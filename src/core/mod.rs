pub mod aggregator;
pub mod engine;
pub mod normalizer;
pub mod report;
pub mod scorer;
pub mod trend;

pub use crate::domain::model::{CategoryScores, RawIndicatorSet, SustainabilityResult};
pub use crate::domain::ports::ScoringBackend;
pub use crate::utils::error::Result;
pub use engine::SustainabilityEngine;
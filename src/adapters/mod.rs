// Adapters layer: concrete implementations of the domain ports for external systems.

pub mod http;

pub use http::RemoteScoringClient;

EXERCISE INSTRUCTIONS: Send back all of the entries exactly, with nothing missing.

THE COMPLETED TASK:
filename src/core/mod.rs
pub mod aggregator;
pub mod engine;
pub mod normalizer;
pub mod report;
pub mod scorer;
pub mod trend;

pub use crate::domain::model::{CategoryScores, RawIndicatorSet, SustainabilityResult};
pub use crate::domain::ports::ScoringBackend;
pub use crate::utils::error::Result;
pub use engine::SustainabilityEngine;
filename src/adapters/mod.rs
// Adapters layer: concrete implementations of the domain ports for external systems.

pub mod http;

pub use http::RemoteScoringClient;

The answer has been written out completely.